A la veille de Noël (2011), les députés français ont décidé de pénaliser la négation de tous les génocides. Le parlement français n’ayant reconnu à ce jour que deux génocides et la loi GAYSSOT pénalisant la négation de la Shoah, cette nouvelle pénalisation de la négation de TOUS les génocides ne peut viser, objectivement, que le génocide arménien, reconnu officiellement comme tel par l’Assemblée nationale française en 2001.

En 2012, comme en 2001, le gouvernement turc contesta vivement les accusations de génocide des députés français. Les arguments avancés par la grande majorité des historiens turcs étaient si semblables à ceux employés par les Robespierristes en France, qu’ICEO tint à publier, par amitié pour ses vieux amis en Turquie, un article intitulé, en français : S’il n’y a pas eu génocide, ça y ressemble ! et en turc : Soykırım olmadıysa da bu ona benziyor !

Dans la revue Front populaire, le philosophe ONFRAY se fait historien et met les points sur les « i » pour les élus de LFI.
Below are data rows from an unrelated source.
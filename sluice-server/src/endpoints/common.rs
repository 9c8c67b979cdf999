//! Facilities shared by all endpoints.

use std::error::Error;

use axum::Json;
use axum::http::StatusCode;
use axum::response::{IntoResponse, Response};
use serde::{Deserialize, Serialize};

/// The body of every error response.
#[derive(Clone, Debug, PartialEq, Eq, Serialize, Deserialize)]
pub struct ApiErrorResponse {
    /// The error message.
    pub detail: String,
    /// Messages of the errors that caused this one, outermost first.
    #[serde(default, skip_serializing_if = "Vec::is_empty")]
    pub causes: Vec<String>,
}

impl ApiErrorResponse {
    /// Creates an error response with a detail message.
    pub fn with_detail(detail: impl Into<String>) -> Self {
        Self {
            detail: detail.into(),
            causes: Vec::new(),
        }
    }

    /// Creates an error response from an error and its sources.
    pub fn from_error(error: &(dyn Error + 'static)) -> Self {
        let mut causes = Vec::new();
        let mut source = error.source();
        while let Some(cause) = source {
            causes.push(cause.to_string());
            source = cause.source();
        }

        Self {
            detail: error.to_string(),
            causes,
        }
    }
}

/// An error that rejects a request to the publish endpoint.
#[derive(Debug, thiserror::Error)]
pub enum BadPublishRequest {
    /// The topic contains empty segments.
    #[error("invalid topic name {0:?}")]
    InvalidTopic(String),

    /// The body is not valid JSON.
    #[error("invalid JSON data")]
    InvalidJson(#[source] serde_json::Error),
}

impl IntoResponse for BadPublishRequest {
    fn into_response(self) -> Response {
        let body = ApiErrorResponse::from_error(&self);
        (StatusCode::BAD_REQUEST, Json(body)).into_response()
    }
}

#[cfg(test)]
mod tests {
    use super::*;

    #[test]
    fn test_error_response_with_causes() {
        let json_error = serde_json::from_str::<serde_json::Value>("{").unwrap_err();
        let error = BadPublishRequest::InvalidJson(json_error);

        let response = ApiErrorResponse::from_error(&error);
        assert_eq!(response.detail, "invalid JSON data");
        assert_eq!(
            response.causes,
            ["EOF while parsing an object at line 1 column 1"]
        );
    }

    #[test]
    fn test_error_response_serialization() {
        let response = ApiErrorResponse::with_detail("not found");
        assert_eq!(
            serde_json::to_string(&response).unwrap(),
            r#"{"detail":"not found"}"#
        );
    }
}
//! Logging facade for Sluice.
//!
//! # Setup
//!
//! To enable logging, invoke the [`init`] function with a [`LogConfig`]. The configuration
//! implements `serde` traits, so it can be obtained from configuration files.
//!
//! ```
//! use sluice_log::LogConfig;
//!
//! let log_config = LogConfig {
//!     enable_backtraces: true,
//!     ..LogConfig::default()
//! };
//!
//! sluice_log::init(&log_config);
//! ```
//!
//! # Logging
//!
//! The basic use is through the five logging macros: [`error!`], [`warn!`], [`info!`],
//! [`debug!`] and [`trace!`] where `error!` represents the highest-priority log messages and
//! `trace!` the lowest. Each of these macros accept format strings similarly to [`println!`], as
//! well as structured fields.
//!
//! ## Conventions
//!
//! Log messages should start lowercase and end without punctuation. Prefer short and precise log
//! messages over verbose text. Choose the log level according to these rules:
//!
//! - [`error!`] for bugs and invalid behavior.
//! - [`warn!`] for undesirable behavior, such as metrics that could not be delivered.
//! - [`info!`] for messages relevant to the average user.
//! - [`debug!`] for messages usually relevant to debugging.
//! - [`trace!`] for full auxiliary information.
//!
//! ## Logging Error Types
//!
//! To log errors with all their causes, use the [`LogError`] wrapper:
//!
//! ```
//! use std::io::{Error, ErrorKind};
//! use sluice_log::LogError;
//!
//! let custom_error = Error::new(ErrorKind::Other, "oh no!");
//! sluice_log::error!("operation failed: {}", LogError(&custom_error));
//! ```
//!
//! # Testing
//!
//! For unit testing, there is a separate initialization macro [`init_test!`] that should be called
//! at the beginning of test method. It enables test mode of the logger and customizes log levels
//! for the current crate.
//!
//! ```ignore
//! #[test]
//! fn test_something() {
//!     sluice_log::init_test!();
//! }
//! ```

#![warn(missing_docs)]

#[cfg(feature = "init")]
mod setup;
#[cfg(feature = "init")]
pub use setup::*;

#[cfg(feature = "test")]
pub use test::*;

mod utils;
pub use utils::*;

// Expose the minimal log facade.
#[doc(inline)]
pub use tracing::{debug, error, info, trace, warn};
ANALYSESRÉVOLUTION FRANÇAISE – Texte de Michel ONFRAY publié le 1er août 2022 dans la revue Front Populaire FP  : ROBESPIERRE chez les schizophrènes

EDITO. Le 28 juillet, trois députés de La France Insoumise (LFI) ont « rendu hommage » à Maximilien de ROBESPIERRE lors d’un déplacement à Arras, ville natale de « l’Incorruptible« , à l’occasion du 228ème anniversaire de son exécution. Pour Michel ONFRAY, honorer ainsi ROBESPIERRE revient à nier les crimes de la Terreur, en plus de trahir une conception dangereuse de l’Histoire et de la violence en politique.
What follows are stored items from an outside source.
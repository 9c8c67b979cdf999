//! Test doubles for the remote service and the outcome channel.

use std::collections::VecDeque;

use async_trait::async_trait;
use parking_lot::Mutex;

use crate::client::{MetricsClient, PublishError};
use crate::outcome::{Outcome, OutcomeSink};
use crate::record::MetricRecord;

/// A scripted response of the [`MockClient`].
#[derive(Clone, Debug)]
pub enum MockResponse {
    /// Accept the batch with a generated correlation id `request-{n}`.
    Ok,
    /// Fail with the given error.
    Err(PublishError),
    /// Never respond.
    Hang,
}

/// A single call received by the [`MockClient`].
#[derive(Clone, Debug)]
pub struct MockCall {
    /// The namespace passed to the call.
    pub namespace: String,
    /// The metrics passed to the call.
    pub records: Vec<MetricRecord>,
}

/// A [`MetricsClient`] that records every call and answers from a script.
///
/// Scripted responses are consumed in order. Once the script is exhausted, the default response
/// is used, which accepts every batch unless changed with [`set_default`](Self::set_default).
#[derive(Debug)]
pub struct MockClient {
    script: Mutex<VecDeque<MockResponse>>,
    default: Mutex<MockResponse>,
    calls: Mutex<Vec<MockCall>>,
    requests: Mutex<usize>,
}

impl MockClient {
    /// Creates a client that accepts every batch.
    pub fn new() -> Self {
        Self {
            script: Mutex::new(VecDeque::new()),
            default: Mutex::new(MockResponse::Ok),
            calls: Mutex::new(Vec::new()),
            requests: Mutex::new(0),
        }
    }

    /// Queues a response for the next call that has no scripted response yet.
    pub fn respond(&self, response: MockResponse) {
        self.script.lock().push_back(response);
    }

    /// Sets the response used once the script is exhausted.
    pub fn set_default(&self, response: MockResponse) {
        *self.default.lock() = response;
    }

    /// Returns all calls received so far.
    pub fn calls(&self) -> Vec<MockCall> {
        self.calls.lock().clone()
    }

    /// Returns the number of calls received so far.
    pub fn call_count(&self) -> usize {
        self.calls.lock().len()
    }

    /// Forgets all received calls.
    pub fn clear_calls(&self) {
        self.calls.lock().clear();
    }
}

impl Default for MockClient {
    fn default() -> Self {
        Self::new()
    }
}

#[async_trait]
impl MetricsClient for MockClient {
    async fn put_metric_data(
        &self,
        namespace: &str,
        metrics: &[MetricRecord],
    ) -> Result<String, PublishError> {
        self.calls.lock().push(MockCall {
            namespace: namespace.to_owned(),
            records: metrics.to_vec(),
        });

        let request = {
            let mut requests = self.requests.lock();
            *requests += 1;
            *requests
        };

        let response = self
            .script
            .lock()
            .pop_front()
            .unwrap_or_else(|| self.default.lock().clone());

        match response {
            MockResponse::Ok => Ok(format!("request-{request}")),
            MockResponse::Err(error) => Err(error),
            MockResponse::Hang => std::future::pending().await,
        }
    }
}

/// An [`OutcomeSink`] that keeps every outcome.
#[derive(Debug, Default)]
pub struct CapturingSink {
    outcomes: Mutex<Vec<Outcome>>,
}

impl CapturingSink {
    /// Creates an empty sink.
    pub fn new() -> Self {
        Self::default()
    }

    /// Returns all outcomes reported so far.
    pub fn outcomes(&self) -> Vec<Outcome> {
        self.outcomes.lock().clone()
    }
}

impl OutcomeSink for CapturingSink {
    fn report(&self, outcome: Outcome) {
        self.outcomes.lock().push(outcome);
    }
}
La chose est entendue avec le Maréchal PÉTAIN : on estime qu’on ne saurait célébrer le vainqueur de Verdun en économisant le fait qu’il fut aussi l’homme de la collaboration avec les nazis. Déposer une gerbe à l’homme qui a vaincu les Allemands lors de la Première Guerre mondiale, comme le fit longtemps le président François MITTERRAND, ne saurait se faire sans fleurir en même temps celui qui est allé au devant des désirs de l’occupant lors de la Deuxième.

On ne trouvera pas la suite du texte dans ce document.